Could you copy the lines below exactly, leaving none out?

[Stored data]
::::::::
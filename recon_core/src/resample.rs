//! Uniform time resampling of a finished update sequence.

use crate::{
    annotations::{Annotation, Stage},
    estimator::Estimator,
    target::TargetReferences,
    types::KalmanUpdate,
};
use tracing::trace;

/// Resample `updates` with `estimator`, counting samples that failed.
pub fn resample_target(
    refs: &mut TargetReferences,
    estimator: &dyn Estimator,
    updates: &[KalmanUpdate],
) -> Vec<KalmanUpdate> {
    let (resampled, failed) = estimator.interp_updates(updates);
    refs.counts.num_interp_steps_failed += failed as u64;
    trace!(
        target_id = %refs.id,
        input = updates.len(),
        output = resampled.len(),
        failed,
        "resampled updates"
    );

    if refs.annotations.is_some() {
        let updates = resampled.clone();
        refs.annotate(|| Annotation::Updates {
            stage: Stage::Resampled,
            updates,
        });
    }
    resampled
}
::::::::
## SOLUTION TO THIS TASK
filename recon_core/src/resample.rs
//! Uniform time resampling of a finished update sequence.

use crate::{
    annotations::{Annotation, Stage},
    estimator::Estimator,
    target::TargetReferences,
    types::KalmanUpdate,
};
use tracing::trace;

/// Resample `updates` with `estimator`, counting samples that failed.
pub fn resample_target(
    refs: &mut TargetReferences,
    estimator: &dyn Estimator,
    updates: &[KalmanUpdate],
) -> Vec<KalmanUpdate> {
    let (resampled, failed) = estimator.interp_updates(updates);
    refs.counts.num_interp_steps_failed += failed as u64;
    trace!(
        target_id = %refs.id,
        input = updates.len(),
        output = resampled.len(),
        failed,
        "resampled updates"
    );

    if refs.annotations.is_some() {
        let updates = resampled.clone();
        refs.annotate(|| Annotation::Updates {
            stage: Stage::Resampled,
            updates,
        });
    }
    resampled
}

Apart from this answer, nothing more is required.